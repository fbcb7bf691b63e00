//! Chat domain module.
//!
//! # Module Structure
//!
//! - `turn`: Conversation turns (`Turn`, `TurnContent`, `Speaker`)
//! - `model`: Selectable models (`ChatModel`)
//! - `provider`: Provider/session interface (`ChatProvider`, `ChatSession`)
//! - `context`: System instruction assembly
//! - `prompts`: Fixed prompts and status notices
//! - `code_block`: Fenced code extraction for applying replies to files

mod code_block;
mod context;
mod model;
mod prompts;
mod provider;
mod turn;

// Re-export public API
pub use code_block::{CodeBlock, extract_code_blocks};
pub use context::{NO_FILES_MARKER, build_system_instruction};
pub use model::{ChatModel, PRO_THINKING_BUDGET};
pub use prompts::{
    APOLOGY_NOTICE, CHAT_CLEARED_NOTICE, DEFAULT_IMAGE_PROMPT, QuickAction, analyze_file_prompt,
    file_applied_notice, model_switched_notice, welcome_notice,
};
pub use provider::{ChatProvider, ChatSession, FragmentStream, HistoryTurn, SessionConfig};
pub use turn::{ImageAttachment, Speaker, Turn, TurnContent, TurnOrigin};
//! Incremental server-sent-events decoder.
//!
//! Bytes arrive in arbitrary chunks; lines (and UTF-8 sequences) may be split
//! across chunk boundaries, so undecoded bytes are carried between pushes.

/// Collects `data:` payloads into complete events.
#[derive(Debug, Default)]
pub struct SseDecoder {
    buffer: Vec<u8>,
    data: Vec<String>,
}

impl SseDecoder {
    pub fn new() -> Self {
        Self::default()
    }

    /// Feeds a chunk and returns the events it completed, in order.
    pub fn push(&mut self, chunk: &[u8]) -> Vec<String> {
        self.buffer.extend_from_slice(chunk);

        let mut events = Vec::new();
        while let Some(pos) = self.buffer.iter().position(|b| *b == b'\n') {
            let raw: Vec<u8> = self.buffer.drain(..=pos).collect();
            let line = String::from_utf8_lossy(&raw);
            self.process_line(line.trim_end_matches(['\n', '\r']), &mut events);
        }
        events
    }

    /// Flushes a trailing event that was not followed by a blank line.
    pub fn finish(&mut self) -> Option<String> {
        let mut events = Vec::new();
        if !self.buffer.is_empty() {
            let raw = std::mem::take(&mut self.buffer);
            let line = String::from_utf8_lossy(&raw);
            self.process_line(line.trim_end_matches('\r'), &mut events);
        }
        self.dispatch(&mut events);
        events.pop()
    }

    fn process_line(&mut self, line: &str, events: &mut Vec<String>) {
        if line.is_empty() {
            self.dispatch(events);
            return;
        }
        // Comment line
        if line.starts_with(':') {
            return;
        }

        let (field, value) = match line.split_once(':') {
            Some((field, value)) => (field, value.strip_prefix(' ').unwrap_or(value)),
            None => (line, ""),
        };
        if field == "data" {
            self.data.push(value.to_string());
        }
    }

    fn dispatch(&mut self, events: &mut Vec<String>) {
        if !self.data.is_empty() {
            events.push(self.data.join("\n"));
            self.data.clear();
        }
    }
}

#[cfg(test)]
mod tests {
    use super::*;

    #[test]
    fn test_events_split_across_chunks() {
        let mut decoder = SseDecoder::new();
        assert!(decoder.push(b"data: {\"a\"").is_empty());
        assert!(decoder.push(b":1}\r\n").is_empty());

        let events = decoder.push(b"\r\ndata: second\n\n");
        assert_eq!(events, vec!["{\"a\":1}".to_string(), "second".to_string()]);
    }

    #[test]
    fn test_multibyte_char_split_between_chunks() {
        let payload = "data: café\n\n".as_bytes();
        let split = payload.len() - 3; // inside the two-byte 'é'
        let mut decoder = SseDecoder::new();

        assert!(decoder.push(&payload[..split]).is_empty());
        assert_eq!(decoder.push(&payload[split..]), vec!["café".to_string()]);
    }

    #[test]
    fn test_comments_and_other_fields_ignored() {
        let mut decoder = SseDecoder::new();
        let events = decoder.push(b": keep-alive\nevent: message\ndata: x\n\n");
        assert_eq!(events, vec!["x".to_string()]);
    }

    #[test]
    fn test_finish_flushes_unterminated_event() {
        let mut decoder = SseDecoder::new();
        assert!(decoder.push(b"data: tail").is_empty());
        assert_eq!(decoder.finish(), Some("tail".to_string()));
        assert_eq!(decoder.finish(), None);
    }
}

★ ★ ★ ★ ★ ★ ★

Look through the entries, and return every line that the word "prompts" appears in.

Your solution:
//! - `prompts`: Fixed prompts and status notices
mod prompts;
pub use prompts::{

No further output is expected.